The cyclic aging data of lithium-ion batteries in this paper are obtained from the Oxford battery degradation dataset [28]. This dataset contains aging data of eight Kokam pouch batteries with a nominal capacity of 740 mAh, noted as cell 1 to cell 8. The dimensions of batteries are 58.5 × 33.5 × 5 mm, and the model number is SLPB533459H4. The negative electrode material of batteries is graphite, and the positive electrode material is LiMO2 (where M represents a combination of Ni, Mn, and Co, commercially known as NMC). The cells were all tested in a thermal chamber at 40 degC. The current, voltage, and surface temperature of batteries were measured and recorded by a Bio-logic MPG-205 battery tester in every 100 aging cycles. The charging-discharging process of lithium-ion batteries includes a 1C (740 mA) constant current-constant voltage (CC-CV) charge-discharge cycle and a 40 mA low current charge-discharge process.

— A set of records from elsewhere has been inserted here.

use frames::EntityRecord;
use serde_json::json;

use super::*;
use crate::state::test_helpers::*;

fn claim_of(id: &str) -> ControlClaim {
    ControlClaim { id: id.into(), diagram_id: Some("1".into()) }
}

fn release_of(id: &str) -> ControlRelease {
    ControlRelease { id: id.into(), diagram_id: Some("1".into()) }
}

async fn stored(state: &AppState, id: &str) -> EntityRecord {
    let mut query = Data::new();
    query.insert("id".into(), json!(id));
    let doc = state
        .store
        .find_one(Collection::Entities, &query)
        .await
        .unwrap()
        .expect("stored entity");
    EntityRecord::from_data(&doc).unwrap()
}

#[tokio::test]
async fn first_claim_wins() {
    let state = test_app_state_with_entities(&[actor("e1")]);

    let a = claim(&state, "a", &claim_of("e1")).await;
    let b = claim(&state, "b", &claim_of("e1")).await;

    assert!(matches!(a, ClaimOutcome::Accepted { ref controller_id, .. } if controller_id == "a"));
    assert!(matches!(b, ClaimOutcome::Rejected { ref holder, .. } if holder == "a"));
    assert_eq!(state.controllers.read().await.len(), 1);
}

#[tokio::test]
async fn concurrent_claims_accept_exactly_one() {
    let state = test_app_state_with_entities(&[actor("e1")]);
    let tasks: Vec<_> = (0..8)
        .map(|i| {
            let state = state.clone();
            tokio::spawn(async move { claim(&state, &format!("c{i}"), &claim_of("e1")).await })
        })
        .collect();

    let mut accepted = 0;
    for task in tasks {
        if matches!(task.await.unwrap(), ClaimOutcome::Accepted { .. }) {
            accepted += 1;
        }
    }
    assert_eq!(accepted, 1);
}

#[tokio::test]
async fn reclaim_by_holder_is_accepted() {
    let state = test_app_state_with_entities(&[actor("e1")]);
    claim(&state, "a", &claim_of("e1")).await;
    let again = claim(&state, "a", &claim_of("e1")).await;
    assert!(matches!(again, ClaimOutcome::Accepted { .. }));
}

#[tokio::test]
async fn claim_without_diagram_uses_default() {
    let state = test_app_state_with_entities(&[actor("e1")]);
    let outcome = claim(&state, "a", &ControlClaim { id: "e1".into(), diagram_id: None }).await;
    assert_eq!(outcome.key(), &EntityKey::new("1", "e1"));
}

#[tokio::test]
async fn claim_persists_controller_fields() {
    let state = test_app_state_with_entities(&[actor("e1")]);
    claim(&state, "a", &claim_of("e1")).await;

    let record = stored(&state, "e1").await;
    assert!(record.has_controller);
    assert_eq!(record.controller_id.as_deref(), Some("a"));
}

#[tokio::test]
async fn rejected_patch_names_the_holder() {
    let state = test_app_state_with_entities(&[actor("e1")]);
    claim(&state, "a", &claim_of("e1")).await;
    let patch = claim(&state, "b", &claim_of("e1")).await.patch();

    assert_eq!(patch.has_controller, Some(true));
    assert_eq!(patch.controller_id.as_deref(), Some("a"));
    assert_eq!(patch.diagram_id.as_deref(), Some("1"));
}

#[tokio::test]
async fn only_holder_can_release() {
    let state = test_app_state_with_entities(&[actor("e1")]);
    claim(&state, "a", &claim_of("e1")).await;

    assert!(release(&state, "b", &release_of("e1")).await.is_none());
    assert_eq!(release(&state, "a", &release_of("e1")).await, Some(EntityKey::new("1", "e1")));
    assert!(state.controllers.read().await.is_empty());

    let record = stored(&state, "e1").await;
    assert!(!record.has_controller);
    assert!(record.controller_id.is_none());
}

#[tokio::test]
async fn second_claim_releases_the_first() {
    let state = test_app_state_with_entities(&[actor("e1"), actor("e2")]);
    claim(&state, "a", &claim_of("e1")).await;

    let outcome = claim(&state, "a", &claim_of("e2")).await;
    let ClaimOutcome::Accepted { released, .. } = outcome else {
        panic!("expected accepted claim");
    };
    assert_eq!(released, vec![EntityKey::new("1", "e1")]);

    let controllers = state.controllers.read().await;
    assert_eq!(controllers.len(), 1);
    assert!(controllers.contains_key(&EntityKey::new("1", "e2")));
    drop(controllers);

    let first = stored(&state, "e1").await;
    assert!(!first.has_controller);
    assert!(first.controller_id.is_none());
}

#[tokio::test]
async fn rejected_claim_keeps_current_control() {
    let state = test_app_state_with_entities(&[actor("e1"), actor("e2")]);
    claim(&state, "a", &claim_of("e1")).await;
    claim(&state, "b", &claim_of("e2")).await;

    let outcome = claim(&state, "a", &claim_of("e2")).await;
    assert!(matches!(outcome, ClaimOutcome::Rejected { .. }));
    assert_eq!(
        state.controllers.read().await.get(&EntityKey::new("1", "e1")).map(|c| c.client_id.as_str()),
        Some("a")
    );
}

#[tokio::test]
async fn reclaim_releases_nothing() {
    let state = test_app_state_with_entities(&[actor("e1")]);
    claim(&state, "a", &claim_of("e1")).await;
    let again = claim(&state, "a", &claim_of("e1")).await;
    assert!(matches!(again, ClaimOutcome::Accepted { ref released, .. } if released.is_empty()));
}

#[tokio::test]
async fn release_all_frees_held_entities_of_one_client() {
    let state = test_app_state_with_entities(&[actor("e1"), actor("e2")]);
    claim(&state, "a", &claim_of("e1")).await;
    claim(&state, "b", &claim_of("e2")).await;

    let released = release_all(&state, "a").await;
    assert_eq!(released, vec![EntityKey::new("1", "e1")]);

    let controllers = state.controllers.read().await;
    assert_eq!(controllers.len(), 1);
    assert!(controllers.contains_key(&EntityKey::new("1", "e2")));
}

#[test]
fn released_patch_clears_controller() {
    let patch = released_patch(&EntityKey::new("1", "e1"));
    assert_eq!(patch.has_controller, Some(false));
    assert!(patch.controller_id.is_none());
}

The health status of lithium-ion batteries indicates the percentage of the maximum available capacity of the battery in the rated capacity, measuring the aging degree of the battery. With the aging of the battery, its capacity gradually diminishes. The battery SOH could be defined as

(1)$SOH=C_{current}/C_{initial}$

2.2. ICS Feature Vector Extraction

IC analysis was originally derived from research by Thompson in the field of materials science in 1979 [30]. Later in the 1990s, Dahn adopted it to investigate carbon materials in lithium batteries [31]. In the study of the capacity degradation mechanism of lithium-ion batteries, IC represents the battery capacity increased at a continuous voltage increment. In the constant current charging mode, the calculation formula of IC is

(2)$IC=\frac{dQ}{dU}=I·\frac{dt}{dU}$

SOH estimation needs to extract the characteristics reflecting battery degradation from the IC curve, usually adopting geometric or statistical features, such as the peak value of the IC curve or sample entropy [32]. However, as shown in Figure 2, in addition to the peak value, there are still fluctuations related to the aging degree in the IC curve, thus it is extremely vulnerable to noise interference if the IC peak value is adopted as a feature alone. To address this issue, the values of a segment of the IC curve are sampled as characteristics, and then the mapping relationship between the IC curve and SOH is established. For the given sampling step $\Delta U$ and voltage interval $[U_1, U_h]$, the sampling point $[U_1,U_1+\Delta U,U_1+2\Delta U,\dots U_1+n\Delta U]$ can be determined, and then the ICS feature vector $h=[I{C}_1,I{C}_2,\dots I{C}_n]$, with $n=[(U_h-U_1)/\Delta U]$ can be extracted, where ICS means the IC feature vector with the length of n containing the IC peak value. After analyzing the charging curves of each battery in the Oxford dataset, samples were taken at intervals of 0.01 V between 3.75 V and 4.04 V, and the ICS feature sequence with a length of 20 was extracted.

2.3. ICS Feature Transfer

A battery in the Oxford dataset is randomly selected as the source domain $D_s$, and $D_s=\left\{X_S,Y_S\right\}$, where $X_S$ is the ICS feature sequence of the battery in the source domain, and $Y_S$ is the corresponding actual SOH value. Suppose that the battery to be predicted is the target domain $D_T$, and $D_T=\left\{X_T\right\}$, where $X_T$ is the ICS feature sequence of the target domain, and both $X_S$ and $X_T$ are D-dimension feature data. Insufficient training samples will result in poor SOH estimation accuracy, which may be attributed to the data distribution difference between source and target domains, i.e., $P(X_S)\ne P(X_T)$. In this paper, the TCA method is employed to combine MMD with principal component analysis (PCA) to seek out a shared feature representation between adjacent domains. That is, assuming that there is a nonlinear feature mapping $\varphi$, the TCA method can make the marginal probability distribution between the two domains in the mapped new feature subspace as consistent as possible, i.e., satisfy $P(\varphi (X_S))\approx P(\varphi (X_T))$.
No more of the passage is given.